オススメの本その12。
ちょうどタイミング的にも12月に重なったので、今回はとことん12にこだわってみました。
12月12日、その12で紹介するのはその名も『十二単を着た悪魔』。
ざっくりあらすじ。
三流大学出身、就職浪人中のフリーター伊藤雷。何をやらせても一流の弟にコンプレックスを抱えながら冴えない日々を過ごしていたが、弟の大学合格祝いの夜、何故か源氏物語の世界にタイムスリップ(?)してしまう。
そこで出会ったのは源氏物語では敵方として名高い弘徽殿の女御。
アルバイト先でもらった源氏物語のパンフレットを頼りに、弘徽殿の女御専属の陰陽師として次第に平安の世に名を知らしめていく。原作では語られることのない弘徽殿の女御視点から見る源氏物語。

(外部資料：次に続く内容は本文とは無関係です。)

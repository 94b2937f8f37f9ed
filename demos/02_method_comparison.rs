/// Method Comparison Example
///
/// Runs the canonical scenario set under both integrators and prints the
/// comparison table, showing how the Euler/RK4 gap shrinks as the time
/// step is refined.

use projectile_sim::{comparison_scenarios, format_table, run_comparison};

fn main() {
    println!("=== Euler vs RK4 Comparison ===\n");

    let scenarios = comparison_scenarios();
    println!(
        "Running {} scenarios under both methods...\n",
        scenarios.len()
    );

    let rows = run_comparison(&scenarios);
    print!("{}", format_table(&rows));

    // The same launch at dt = 0.01 and dt = 0.001: the gap between the
    // two schemes collapses with the step size.
    let coarse = &rows[0];
    let fine = &rows[1];
    println!();
    println!(
        "Final-z gap at dt={}: {:.6} m",
        coarse.dt,
        (coarse.rk4_z - coarse.euler_z).abs()
    );
    println!(
        "Final-z gap at dt={}: {:.6} m",
        fine.dt,
        (fine.rk4_z - fine.euler_z).abs()
    );
}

物語を通しては、主人公雷が源氏物語の世界の人々との関わりの中でどう考え生き抜くのか、という主人公の成長や変化が弘徽殿の女御サイドの目線から描かれています。
原作ではいつの間にかフェードアウトしてしまう弘徽殿の女御や朱雀帝ですが、スポットライトを当ててみると何とも魅力的なキャラクターばかりで、紫式部の描く人物の多彩さに改めて驚かされました。
まず一つは主人公雷と弟の関係性。
三流と一流。兄と弟。様々なファクターが関係を複雑にしていますが、根底にあるのはお互いがお互いを個人として尊重しているということ。光源氏とその異母兄である朱雀帝の兄弟もまた天才と秀才、正妻の息子と側室の息子、立場上仲良くとはいかなかったけれど、お互いを良き兄弟として認めっていました。

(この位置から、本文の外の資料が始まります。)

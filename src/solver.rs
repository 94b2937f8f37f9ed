//! Simulation driver: owns the fixed-iteration-count loop and the
//! recorded results of a run.

use serde::Serialize;

use crate::inputs::SimulationInputs;
use crate::integrator::IntegrationMethod;
use crate::state::{PhysicalState, SimulationHistory};

/// Runs one simulation from a set of inputs with a chosen stepping
/// scheme.
pub struct SimulationSolver {
    inputs: SimulationInputs,
    method: IntegrationMethod,
}

impl SimulationSolver {
    pub fn new(inputs: SimulationInputs, method: IntegrationMethod) -> Self {
        Self { inputs, method }
    }

    /// Execute the run to completion.
    ///
    /// The step count is `floor(tf / dt)`; when `tf` is not an exact
    /// multiple of `dt` the simulated duration is truncated to
    /// `steps * dt` seconds rather than padded with a partial step.
    /// Termination is purely count-based; there is no ground-impact or
    /// other early exit.
    pub fn run(&self) -> SimulationResult {
        let params = self.inputs.parameters();
        let mut state = self.inputs.initial_state();
        let mut history = SimulationHistory::seeded(&state);

        let steps = (params.tf / params.dt).floor() as usize;
        for _ in 0..steps {
            self.method.step(&mut state, &params);
            history.record(&state, params.dt);
        }

        SimulationResult {
            method: self.method,
            state,
            history,
        }
    }
}

/// Completed run: the final state plus the full recorded trajectory.
#[derive(Debug, Clone)]
pub struct SimulationResult {
    pub method: IntegrationMethod,
    pub state: PhysicalState,
    pub history: SimulationHistory,
}

impl SimulationResult {
    pub fn final_time(&self) -> f64 {
        self.history.final_time()
    }

    pub fn final_speed(&self) -> f64 {
        self.state.speed()
    }

    /// Number of integration steps taken.
    pub fn steps(&self) -> usize {
        self.history.len() - 1
    }

    /// Flat summary of the run for reporting and serialization.
    pub fn summary(&self) -> RunSummary {
        RunSummary {
            method: self.method.to_string(),
            steps: self.steps(),
            final_x: self.state.x,
            final_z: self.state.z,
            final_vx: self.state.vx,
            final_vz: self.state.vz,
            final_speed: self.final_speed(),
            final_time: self.final_time(),
        }
    }
}

/// Serializable summary of a completed run.
#[derive(Debug, Clone, Serialize)]
pub struct RunSummary {
    pub method: String,
    pub steps: usize,
    pub final_x: f64,
    pub final_z: f64,
    pub final_vx: f64,
    pub final_vz: f64,
    pub final_speed: f64,
    pub final_time: f64,
}
//! Multi-scenario comparison of the two stepping schemes.
//!
//! Runs a set of initial-condition tuples through both integrators and
//! tabulates the final states side by side, so the discretization-error
//! gap between Euler and RK4 can be read off directly.

use serde::Serialize;

use crate::inputs::SimulationInputs;
use crate::integrator::IntegrationMethod;
use crate::solver::SimulationSolver;

/// Final states of one scenario under both schemes.
#[derive(Debug, Clone, Serialize)]
pub struct ComparisonRow {
    pub scenario: usize,
    pub dt: f64,
    pub tf: f64,
    pub vx0: f64,
    pub vz0: f64,
    pub euler_x: f64,
    pub euler_z: f64,
    pub rk4_x: f64,
    pub rk4_z: f64,
    pub euler_vx: f64,
    pub euler_vz: f64,
    pub rk4_vx: f64,
    pub rk4_vz: f64,
}

/// The canonical comparison set: the reference launch under the standard
/// step, a finer and a coarser step, a high-speed launch at two step
/// sizes, and a long run.
pub fn comparison_scenarios() -> Vec<SimulationInputs> {
    let base = SimulationInputs::default();
    vec![
        base,
        SimulationInputs { dt: 0.001, ..base },
        SimulationInputs { dt: 0.1, ..base },
        SimulationInputs {
            vx: 100.0,
            vz: 100.0,
            ..base
        },
        SimulationInputs {
            vx: 100.0,
            vz: 100.0,
            dt: 0.001,
            ..base
        },
        SimulationInputs { tf: 100.0, ..base },
    ]
}

/// Run every scenario under both schemes and collect the final states.
pub fn run_comparison(scenarios: &[SimulationInputs]) -> Vec<ComparisonRow> {
    scenarios
        .iter()
        .enumerate()
        .map(|(i, inputs)| {
            let euler = SimulationSolver::new(*inputs, IntegrationMethod::Euler).run();
            let rk4 = SimulationSolver::new(*inputs, IntegrationMethod::Rk4).run();

            ComparisonRow {
                scenario: i + 1,
                dt: inputs.dt,
                tf: inputs.tf,
                vx0: inputs.vx,
                vz0: inputs.vz,
                euler_x: euler.state.x,
                euler_z: euler.state.z,
                rk4_x: rk4.state.x,
                rk4_z: rk4.state.z,
                euler_vx: euler.state.vx,
                euler_vz: euler.state.vz,
                rk4_vx: rk4.state.vx,
                rk4_vz: rk4.state.vz,
            }
        })
        .collect()
}

const TABLE_RULE: &str = "━━━━━━━━━━━━━━━━━━━━━━━━━━━━━━━━━━━━━━━━━━━━━━━━━━━━━━━━━━━━━━━━━━━━━━━━━━━━━━━━━━━━";

/// Render rows as a fixed-width comparison table.
pub fn format_table(rows: &[ComparisonRow]) -> String {
    let mut out = String::new();
    out.push_str(TABLE_RULE);
    out.push('\n');
    out.push_str(
        " #  |    dt    |   tf   |  vx0  |  vz0  |  Euler (x, z)      |  RK4 (x, z)\n",
    );
    out.push_str(TABLE_RULE);
    out.push('\n');

    for row in rows {
        out.push_str(&format!(
            " {:<2} | {:>8} | {:>6} | {:>5} | {:>5} | ({:>8.2}, {:>6.2}) | ({:>8.2}, {:>6.2})\n",
            row.scenario, row.dt, row.tf, row.vx0, row.vz0, row.euler_x, row.euler_z, row.rk4_x,
            row.rk4_z,
        ));
    }

    out.push_str(TABLE_RULE);
    out.push('\n');
    out.push_str(
        " #  |  Euler (vx, vz)    |  RK4 (vx, vz)      |  Δx (RK4−Euler) |  Δz (RK4−Euler)\n",
    );
    out.push_str(TABLE_RULE);
    out.push('\n');

    for row in rows {
        out.push_str(&format!(
            " {:<2} | ({:>7.2}, {:>7.2}) | ({:>7.2}, {:>7.2}) | {:>15.6} | {:>15.6}\n",
            row.scenario,
            row.euler_vx,
            row.euler_vz,
            row.rk4_vx,
            row.rk4_vz,
            row.rk4_x - row.euler_x,
            row.rk4_z - row.euler_z,
        ));
    }

    out.push_str(TABLE_RULE);
    out.push('\n');
    out
}

/// Render rows as CSV with a header line.
pub fn to_csv(rows: &[ComparisonRow]) -> String {
    let mut out = String::from(
        "scenario,dt,tf,vx0,vz0,euler_x,euler_z,rk4_x,rk4_z,euler_vx,euler_vz,rk4_vx,rk4_vz\n",
    );
    for row in rows {
        out.push_str(&format!(
            "{},{},{},{},{},{},{},{},{},{},{},{},{}\n",
            row.scenario,
            row.dt,
            row.tf,
            row.vx0,
            row.vz0,
            row.euler_x,
            row.euler_z,
            row.rk4_x,
            row.rk4_z,
            row.euler_vx,
            row.euler_vz,
            row.rk4_vx,
            row.rk4_vz,
        ));
    }
    out
}

#[cfg(test)]
mod tests {
    use super::*;

    #[test]
    fn test_canonical_set_has_six_scenarios() {
        let scenarios = comparison_scenarios();
        assert_eq!(scenarios.len(), 6);
        assert_eq!(scenarios[1].dt, 0.001);
        assert_eq!(scenarios[3].vx, 100.0);
        assert_eq!(scenarios[5].tf, 100.0);
    }

    #[test]
    fn test_rows_track_scenarios() {
        let scenarios = comparison_scenarios();
        let rows = run_comparison(&scenarios[..2]);

        assert_eq!(rows.len(), 2);
        assert_eq!(rows[0].scenario, 1);
        assert_eq!(rows[0].dt, 0.01);
        assert_eq!(rows[1].dt, 0.001);
        // Both schemes end below the launch height on the reference run.
        assert!(rows[0].euler_z < 0.0);
        assert!(rows[0].rk4_z < 0.0);
    }

    #[test]
    fn test_csv_shape() {
        let rows = run_comparison(&comparison_scenarios()[..1]);
        let csv = to_csv(&rows);
        let mut lines = csv.lines();

        assert!(lines.next().unwrap().starts_with("scenario,dt,"));
        let data = lines.next().unwrap();
        assert_eq!(data.split(',').count(), 13);
    }
}
//! The drawing-collaborator contract.
//!
//! The core never draws anything itself. It guarantees an order in which
//! entities and connectors should be materialized; an implementation of
//! [`Surface`] supplied by the host performs the actual drawing. Canvas
//! specifics such as shape construction, fonts, and viewport handling live
//! entirely behind this trait.

use crate::geometry::Point;

/// A host drawing surface consumed by the orchestration layer.
///
/// Implementations must make [`ensure_node`](Surface::ensure_node) idempotent
/// per distinct name within one drawing session: repeated calls with the same
/// name return a handle to the same visual node, so each entity is
/// materialized exactly once no matter how many relations mention it.
pub trait Surface {
    /// Handle to a visual node on this surface.
    type Node: Copy;

    /// Returns the node for `name`, creating it on first use.
    fn ensure_node(&mut self, name: &str) -> Self::Node;

    /// Assigns an absolute position to a node.
    fn place_node(&mut self, node: Self::Node, position: Point);

    /// Creates a directed connector between two nodes.
    fn connect(&mut self, from: Self::Node, to: Self::Node);
}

タイムスリップした先で何度か朱雀帝と自分を重ねて弟を思い出す場面があるのですが、コンプレックスはあれど家族としての愛情や信頼が伝わってきて、思わず共感、というか納得してしまいました(笑)
もう一つは主人公の「その後」。
なんとこの主人公、タイムスリップした後に陰陽師として名を馳せるだけではなく、その世界に根付くというタイムスリップ物にしては珍しい選択をします。過去の世界ではなくストーリーの始めも終わりも決まりきっている物語の世界に異分子が根付くとどうなるのか、ぜひ読んで確かめてみてください。

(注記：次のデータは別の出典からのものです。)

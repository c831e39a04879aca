//! Crowfoot CLI entry point.

use std::{process, str::FromStr};

use clap::Parser;
use log::{LevelFilter, debug, error, info};

use crowfoot_cli::{Args, error_adapter::to_reportable};

fn main() {
    // Install miette's pretty panic hook early for better panic reports
    miette::set_panic_hook();

    // Parse configuration first
    let args = Args::parse();

    // Initialize the logger with the specified log level
    let log_level = LevelFilter::from_str(&args.log_level).unwrap_or_else(|_| {
        eprintln!(
            "Invalid log level: {}. Using 'warn' instead.",
            args.log_level
        );
        LevelFilter::Warn
    });

    env_logger::Builder::from_env(env_logger::Env::default())
        .filter_level(log_level)
        .init();

    info!(log_level:?; "Starting Crowfoot");
    debug!(args:?; "Parsed arguments");

    // Run the application
    if let Err(err) = crowfoot_cli::run(&args) {
        let reporter = miette::GraphicalReportHandler::new();

        let mut writer = String::new();
        reporter
            .render_report(&mut writer, &to_reportable(&err))
            .expect("Writing to String buffer is infallible");

        error!("{writer}");

        process::exit(1);
    }

    info!("Completed successfully");
}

また個人的な感覚として、タイムスリップ物って現世に戻ってきた後は大体どれも同じように展開するイメージがありました。けれどもこの物語の主人公は、前の世界での経験をもとに具体的に行動していきます。ある意味夢がないような、夢のまた夢のような…。それでも、私が今まで読んできたタイムスリップ物の中で一番実りのある「その後」だった気がします。
どちらの「その後」にも言えるのが具体的であるということ。
ふわっと流されてしまいがちな部分を細かく具体的に物語に織り込んでいくことで、この作品がよりリアルになっているのかなと感じました。
12にちなんで12月に十二単のお話を紹介してみました。
冴えない二流男のちょっとずるくてちょっと真面目なお話と、強く賢く美しい弘徽殿の女御の人生に圧倒されてみてはいかがでしょうか?